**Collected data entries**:
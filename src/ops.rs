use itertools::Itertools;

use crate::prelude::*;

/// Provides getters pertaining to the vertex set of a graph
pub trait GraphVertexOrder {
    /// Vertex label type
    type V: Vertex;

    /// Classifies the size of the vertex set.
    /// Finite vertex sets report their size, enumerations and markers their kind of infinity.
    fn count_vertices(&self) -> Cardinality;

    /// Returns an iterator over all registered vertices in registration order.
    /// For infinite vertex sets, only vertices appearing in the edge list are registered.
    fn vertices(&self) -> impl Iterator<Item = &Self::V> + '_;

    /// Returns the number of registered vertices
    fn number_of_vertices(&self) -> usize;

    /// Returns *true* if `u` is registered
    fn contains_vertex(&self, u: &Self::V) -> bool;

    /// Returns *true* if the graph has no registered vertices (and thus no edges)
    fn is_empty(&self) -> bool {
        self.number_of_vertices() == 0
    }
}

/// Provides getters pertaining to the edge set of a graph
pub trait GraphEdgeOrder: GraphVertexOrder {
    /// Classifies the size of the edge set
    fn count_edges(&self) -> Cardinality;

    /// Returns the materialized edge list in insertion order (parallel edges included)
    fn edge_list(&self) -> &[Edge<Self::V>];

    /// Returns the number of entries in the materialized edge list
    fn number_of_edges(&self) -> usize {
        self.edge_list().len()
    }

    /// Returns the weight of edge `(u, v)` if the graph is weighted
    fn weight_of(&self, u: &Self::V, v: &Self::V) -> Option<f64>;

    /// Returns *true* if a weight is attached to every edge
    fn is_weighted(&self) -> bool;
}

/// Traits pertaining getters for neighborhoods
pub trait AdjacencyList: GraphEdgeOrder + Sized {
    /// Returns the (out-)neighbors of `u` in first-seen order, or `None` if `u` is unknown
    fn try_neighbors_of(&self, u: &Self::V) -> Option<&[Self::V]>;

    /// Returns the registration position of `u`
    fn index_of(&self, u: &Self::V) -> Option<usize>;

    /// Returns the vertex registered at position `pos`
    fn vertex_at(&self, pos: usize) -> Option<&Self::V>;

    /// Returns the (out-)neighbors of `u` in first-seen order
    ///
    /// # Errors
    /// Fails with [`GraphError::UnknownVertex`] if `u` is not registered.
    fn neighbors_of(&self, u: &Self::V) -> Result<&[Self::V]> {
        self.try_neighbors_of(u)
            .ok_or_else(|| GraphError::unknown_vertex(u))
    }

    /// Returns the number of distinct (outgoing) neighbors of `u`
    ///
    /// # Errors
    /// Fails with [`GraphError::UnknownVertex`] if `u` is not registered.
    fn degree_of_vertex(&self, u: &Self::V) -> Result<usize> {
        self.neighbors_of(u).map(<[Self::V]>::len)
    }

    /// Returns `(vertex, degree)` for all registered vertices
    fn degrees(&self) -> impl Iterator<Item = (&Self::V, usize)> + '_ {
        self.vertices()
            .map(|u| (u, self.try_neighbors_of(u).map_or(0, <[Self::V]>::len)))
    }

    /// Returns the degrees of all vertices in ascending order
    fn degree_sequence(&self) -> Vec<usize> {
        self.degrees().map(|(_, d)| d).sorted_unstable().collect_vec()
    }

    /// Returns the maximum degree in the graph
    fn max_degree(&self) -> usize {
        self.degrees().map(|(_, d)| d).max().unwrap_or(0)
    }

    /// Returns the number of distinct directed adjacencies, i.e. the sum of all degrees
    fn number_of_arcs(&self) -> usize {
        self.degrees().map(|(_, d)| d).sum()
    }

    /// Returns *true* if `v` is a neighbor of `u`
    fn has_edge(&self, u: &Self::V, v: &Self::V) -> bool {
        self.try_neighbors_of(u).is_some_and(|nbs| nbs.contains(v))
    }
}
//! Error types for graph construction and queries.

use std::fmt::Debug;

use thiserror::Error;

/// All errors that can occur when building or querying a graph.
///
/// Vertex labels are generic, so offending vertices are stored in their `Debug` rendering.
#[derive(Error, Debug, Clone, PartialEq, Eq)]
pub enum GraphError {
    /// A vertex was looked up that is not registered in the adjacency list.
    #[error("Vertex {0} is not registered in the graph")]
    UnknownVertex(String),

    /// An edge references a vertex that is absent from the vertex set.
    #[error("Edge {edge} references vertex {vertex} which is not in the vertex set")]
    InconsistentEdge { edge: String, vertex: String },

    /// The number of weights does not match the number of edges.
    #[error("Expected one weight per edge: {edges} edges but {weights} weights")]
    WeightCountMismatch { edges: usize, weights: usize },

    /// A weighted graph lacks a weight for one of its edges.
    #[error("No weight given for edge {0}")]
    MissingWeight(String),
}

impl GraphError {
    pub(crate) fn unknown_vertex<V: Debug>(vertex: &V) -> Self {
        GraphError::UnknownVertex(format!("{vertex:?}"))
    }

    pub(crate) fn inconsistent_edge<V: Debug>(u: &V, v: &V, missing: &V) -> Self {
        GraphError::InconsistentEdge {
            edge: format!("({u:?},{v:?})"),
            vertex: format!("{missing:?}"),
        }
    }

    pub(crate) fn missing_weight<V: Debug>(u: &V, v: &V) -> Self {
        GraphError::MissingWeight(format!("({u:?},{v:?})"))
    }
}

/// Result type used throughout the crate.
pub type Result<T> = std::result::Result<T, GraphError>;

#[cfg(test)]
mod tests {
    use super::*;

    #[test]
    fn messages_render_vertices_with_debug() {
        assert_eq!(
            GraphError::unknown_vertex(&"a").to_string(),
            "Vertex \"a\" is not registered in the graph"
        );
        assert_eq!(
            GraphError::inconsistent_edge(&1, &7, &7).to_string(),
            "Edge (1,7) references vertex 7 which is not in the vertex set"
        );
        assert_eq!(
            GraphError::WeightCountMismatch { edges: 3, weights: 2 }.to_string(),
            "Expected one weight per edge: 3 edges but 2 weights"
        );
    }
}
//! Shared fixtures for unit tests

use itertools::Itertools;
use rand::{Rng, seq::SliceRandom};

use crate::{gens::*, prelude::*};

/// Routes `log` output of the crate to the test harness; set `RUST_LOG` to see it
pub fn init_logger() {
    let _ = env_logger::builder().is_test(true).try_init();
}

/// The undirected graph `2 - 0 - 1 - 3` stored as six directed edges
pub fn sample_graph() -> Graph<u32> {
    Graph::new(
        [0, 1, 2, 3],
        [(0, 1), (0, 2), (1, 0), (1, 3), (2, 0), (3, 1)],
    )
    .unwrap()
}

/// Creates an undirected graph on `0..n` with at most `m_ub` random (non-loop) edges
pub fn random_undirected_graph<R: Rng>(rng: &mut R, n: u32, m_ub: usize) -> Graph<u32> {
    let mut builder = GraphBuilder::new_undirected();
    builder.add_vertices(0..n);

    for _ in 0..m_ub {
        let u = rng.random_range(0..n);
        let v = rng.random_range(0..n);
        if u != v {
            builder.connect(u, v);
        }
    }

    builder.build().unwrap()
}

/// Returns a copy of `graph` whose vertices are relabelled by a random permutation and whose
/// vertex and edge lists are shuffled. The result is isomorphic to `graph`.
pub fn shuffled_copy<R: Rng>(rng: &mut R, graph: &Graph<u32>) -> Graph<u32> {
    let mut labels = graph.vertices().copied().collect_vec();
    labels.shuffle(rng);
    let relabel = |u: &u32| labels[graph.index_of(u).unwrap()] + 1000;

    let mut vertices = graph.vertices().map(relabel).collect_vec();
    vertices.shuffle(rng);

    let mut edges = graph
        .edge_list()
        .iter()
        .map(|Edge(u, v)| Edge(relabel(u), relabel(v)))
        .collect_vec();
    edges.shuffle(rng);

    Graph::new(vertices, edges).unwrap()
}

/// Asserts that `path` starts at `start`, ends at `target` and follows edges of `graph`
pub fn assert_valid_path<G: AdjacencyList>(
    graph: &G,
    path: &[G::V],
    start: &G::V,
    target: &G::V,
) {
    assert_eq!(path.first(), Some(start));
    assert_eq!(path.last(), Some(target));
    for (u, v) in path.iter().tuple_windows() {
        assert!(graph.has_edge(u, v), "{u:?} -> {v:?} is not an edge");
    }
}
--
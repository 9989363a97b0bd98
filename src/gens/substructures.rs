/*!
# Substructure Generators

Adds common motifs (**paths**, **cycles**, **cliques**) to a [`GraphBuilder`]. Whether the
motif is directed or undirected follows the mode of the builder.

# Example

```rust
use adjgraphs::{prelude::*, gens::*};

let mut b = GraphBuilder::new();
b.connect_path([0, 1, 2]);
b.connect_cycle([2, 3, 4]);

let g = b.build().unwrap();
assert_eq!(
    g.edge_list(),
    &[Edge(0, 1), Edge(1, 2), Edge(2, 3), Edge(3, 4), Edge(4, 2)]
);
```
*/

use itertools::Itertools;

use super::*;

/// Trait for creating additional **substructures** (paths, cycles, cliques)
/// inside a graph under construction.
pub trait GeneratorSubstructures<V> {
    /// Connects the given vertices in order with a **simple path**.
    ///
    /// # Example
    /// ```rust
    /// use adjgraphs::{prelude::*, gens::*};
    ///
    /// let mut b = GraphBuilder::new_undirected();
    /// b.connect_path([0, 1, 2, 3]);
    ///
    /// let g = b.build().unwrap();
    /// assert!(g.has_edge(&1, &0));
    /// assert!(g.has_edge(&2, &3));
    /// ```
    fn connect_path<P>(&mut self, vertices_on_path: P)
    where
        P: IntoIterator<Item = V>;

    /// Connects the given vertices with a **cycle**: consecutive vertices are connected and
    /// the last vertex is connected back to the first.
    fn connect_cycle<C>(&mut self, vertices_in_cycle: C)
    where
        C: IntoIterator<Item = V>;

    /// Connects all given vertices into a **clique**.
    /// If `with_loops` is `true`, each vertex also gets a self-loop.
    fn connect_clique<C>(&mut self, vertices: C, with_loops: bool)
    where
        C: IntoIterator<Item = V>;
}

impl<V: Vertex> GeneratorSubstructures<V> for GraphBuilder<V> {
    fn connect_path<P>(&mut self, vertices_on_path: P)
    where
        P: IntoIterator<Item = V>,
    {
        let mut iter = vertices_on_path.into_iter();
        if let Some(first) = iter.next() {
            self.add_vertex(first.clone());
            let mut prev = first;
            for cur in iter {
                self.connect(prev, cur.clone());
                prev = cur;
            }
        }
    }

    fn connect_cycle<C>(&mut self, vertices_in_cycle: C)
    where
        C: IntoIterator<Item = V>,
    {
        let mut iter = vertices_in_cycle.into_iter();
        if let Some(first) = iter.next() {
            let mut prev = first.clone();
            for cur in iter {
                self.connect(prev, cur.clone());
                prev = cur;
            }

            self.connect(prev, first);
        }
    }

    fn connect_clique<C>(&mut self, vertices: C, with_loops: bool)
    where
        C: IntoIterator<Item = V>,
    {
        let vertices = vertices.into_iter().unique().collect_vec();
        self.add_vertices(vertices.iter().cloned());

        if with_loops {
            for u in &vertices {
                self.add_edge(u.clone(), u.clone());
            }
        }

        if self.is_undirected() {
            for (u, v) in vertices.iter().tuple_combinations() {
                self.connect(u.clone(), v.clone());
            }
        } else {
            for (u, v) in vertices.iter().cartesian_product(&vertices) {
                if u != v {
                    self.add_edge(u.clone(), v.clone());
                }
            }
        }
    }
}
---
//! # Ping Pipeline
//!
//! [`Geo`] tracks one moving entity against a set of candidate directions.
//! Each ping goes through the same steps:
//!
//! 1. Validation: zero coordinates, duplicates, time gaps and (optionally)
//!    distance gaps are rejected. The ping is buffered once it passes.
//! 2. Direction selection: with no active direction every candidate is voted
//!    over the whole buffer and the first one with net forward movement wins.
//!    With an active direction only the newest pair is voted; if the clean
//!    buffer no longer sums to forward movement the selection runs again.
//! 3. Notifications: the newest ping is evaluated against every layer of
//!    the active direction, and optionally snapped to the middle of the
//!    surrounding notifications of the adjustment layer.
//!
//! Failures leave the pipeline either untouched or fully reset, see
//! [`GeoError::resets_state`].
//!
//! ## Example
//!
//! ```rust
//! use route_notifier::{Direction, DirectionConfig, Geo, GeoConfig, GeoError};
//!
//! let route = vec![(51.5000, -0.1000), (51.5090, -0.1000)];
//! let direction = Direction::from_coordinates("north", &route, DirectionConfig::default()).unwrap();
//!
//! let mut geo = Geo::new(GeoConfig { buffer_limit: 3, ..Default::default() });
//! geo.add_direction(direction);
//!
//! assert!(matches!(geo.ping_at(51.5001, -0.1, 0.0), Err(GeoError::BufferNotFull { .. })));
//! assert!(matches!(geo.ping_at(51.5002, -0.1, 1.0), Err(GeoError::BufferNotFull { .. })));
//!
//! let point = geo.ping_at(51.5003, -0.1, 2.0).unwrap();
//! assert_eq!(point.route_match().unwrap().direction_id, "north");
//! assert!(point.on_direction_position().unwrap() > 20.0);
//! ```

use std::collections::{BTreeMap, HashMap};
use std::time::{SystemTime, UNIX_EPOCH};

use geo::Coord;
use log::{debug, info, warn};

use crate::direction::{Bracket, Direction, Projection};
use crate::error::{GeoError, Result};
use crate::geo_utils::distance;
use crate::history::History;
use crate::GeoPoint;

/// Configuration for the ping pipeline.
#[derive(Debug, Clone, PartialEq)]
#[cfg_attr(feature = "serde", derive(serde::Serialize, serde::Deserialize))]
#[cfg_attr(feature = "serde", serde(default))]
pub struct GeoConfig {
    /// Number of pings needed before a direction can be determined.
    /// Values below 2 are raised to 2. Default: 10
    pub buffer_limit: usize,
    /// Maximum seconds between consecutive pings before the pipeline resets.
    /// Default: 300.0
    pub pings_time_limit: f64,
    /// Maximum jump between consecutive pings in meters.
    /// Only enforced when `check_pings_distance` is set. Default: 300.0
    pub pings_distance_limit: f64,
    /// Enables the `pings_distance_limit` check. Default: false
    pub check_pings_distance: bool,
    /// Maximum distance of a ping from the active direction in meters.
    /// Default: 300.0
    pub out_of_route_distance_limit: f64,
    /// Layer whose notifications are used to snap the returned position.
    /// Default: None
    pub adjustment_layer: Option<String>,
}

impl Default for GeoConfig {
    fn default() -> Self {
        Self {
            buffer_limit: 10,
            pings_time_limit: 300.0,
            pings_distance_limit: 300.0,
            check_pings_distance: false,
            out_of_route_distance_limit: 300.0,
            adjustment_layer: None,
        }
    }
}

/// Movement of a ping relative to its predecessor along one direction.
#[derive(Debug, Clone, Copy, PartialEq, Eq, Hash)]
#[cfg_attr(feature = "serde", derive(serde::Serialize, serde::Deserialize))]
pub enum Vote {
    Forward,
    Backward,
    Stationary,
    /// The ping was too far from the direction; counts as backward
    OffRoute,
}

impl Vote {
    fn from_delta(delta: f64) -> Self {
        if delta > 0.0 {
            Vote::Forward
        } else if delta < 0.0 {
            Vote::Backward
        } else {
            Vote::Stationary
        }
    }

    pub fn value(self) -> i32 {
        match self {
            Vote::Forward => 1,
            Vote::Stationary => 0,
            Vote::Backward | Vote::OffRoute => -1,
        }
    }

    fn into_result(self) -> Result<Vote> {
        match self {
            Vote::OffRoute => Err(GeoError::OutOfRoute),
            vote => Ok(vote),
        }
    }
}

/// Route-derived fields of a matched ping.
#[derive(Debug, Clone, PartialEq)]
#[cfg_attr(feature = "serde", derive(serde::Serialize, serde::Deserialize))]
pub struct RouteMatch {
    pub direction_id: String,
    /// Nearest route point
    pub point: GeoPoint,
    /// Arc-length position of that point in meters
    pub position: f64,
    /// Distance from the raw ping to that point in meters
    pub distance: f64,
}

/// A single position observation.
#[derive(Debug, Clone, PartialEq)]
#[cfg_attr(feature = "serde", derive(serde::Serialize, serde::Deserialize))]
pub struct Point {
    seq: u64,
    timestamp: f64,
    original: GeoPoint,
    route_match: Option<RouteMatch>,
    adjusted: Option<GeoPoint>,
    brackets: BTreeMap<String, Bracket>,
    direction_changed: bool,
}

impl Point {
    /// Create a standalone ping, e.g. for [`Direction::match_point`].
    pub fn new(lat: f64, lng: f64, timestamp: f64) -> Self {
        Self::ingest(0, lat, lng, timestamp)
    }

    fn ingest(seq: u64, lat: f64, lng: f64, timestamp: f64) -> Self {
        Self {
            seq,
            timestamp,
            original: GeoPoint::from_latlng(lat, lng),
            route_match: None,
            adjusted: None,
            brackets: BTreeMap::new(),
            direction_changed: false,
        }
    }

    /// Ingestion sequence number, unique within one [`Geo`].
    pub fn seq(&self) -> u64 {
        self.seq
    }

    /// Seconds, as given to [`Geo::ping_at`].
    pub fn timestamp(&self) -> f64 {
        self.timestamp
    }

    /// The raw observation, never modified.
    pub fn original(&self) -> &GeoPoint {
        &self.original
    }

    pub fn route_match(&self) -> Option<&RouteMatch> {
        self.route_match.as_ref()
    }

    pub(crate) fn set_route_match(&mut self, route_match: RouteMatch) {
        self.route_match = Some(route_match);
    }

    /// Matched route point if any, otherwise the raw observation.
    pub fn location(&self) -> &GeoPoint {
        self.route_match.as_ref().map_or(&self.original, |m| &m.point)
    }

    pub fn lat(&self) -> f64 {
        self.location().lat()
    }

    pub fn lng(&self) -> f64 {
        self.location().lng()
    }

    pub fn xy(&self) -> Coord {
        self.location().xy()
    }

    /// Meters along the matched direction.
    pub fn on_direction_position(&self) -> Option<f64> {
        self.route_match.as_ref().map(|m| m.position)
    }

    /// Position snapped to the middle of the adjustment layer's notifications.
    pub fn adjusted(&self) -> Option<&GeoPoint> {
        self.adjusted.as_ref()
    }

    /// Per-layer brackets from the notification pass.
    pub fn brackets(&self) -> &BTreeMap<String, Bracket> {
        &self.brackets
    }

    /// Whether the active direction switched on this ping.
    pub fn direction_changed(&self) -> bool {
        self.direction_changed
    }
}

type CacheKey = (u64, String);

**ACTIVITY**:
Reproduce, word for word and in full, only the lines above that start at the line with "on this ping." and run through the line with "type CacheKey = (u64, String);", both ends included.

**RESULT OF THE EXERCISE**:
    /// Whether the active direction switched on this ping.
    pub fn direction_changed(&self) -> bool {
        self.direction_changed
    }
}

type CacheKey = (u64, String);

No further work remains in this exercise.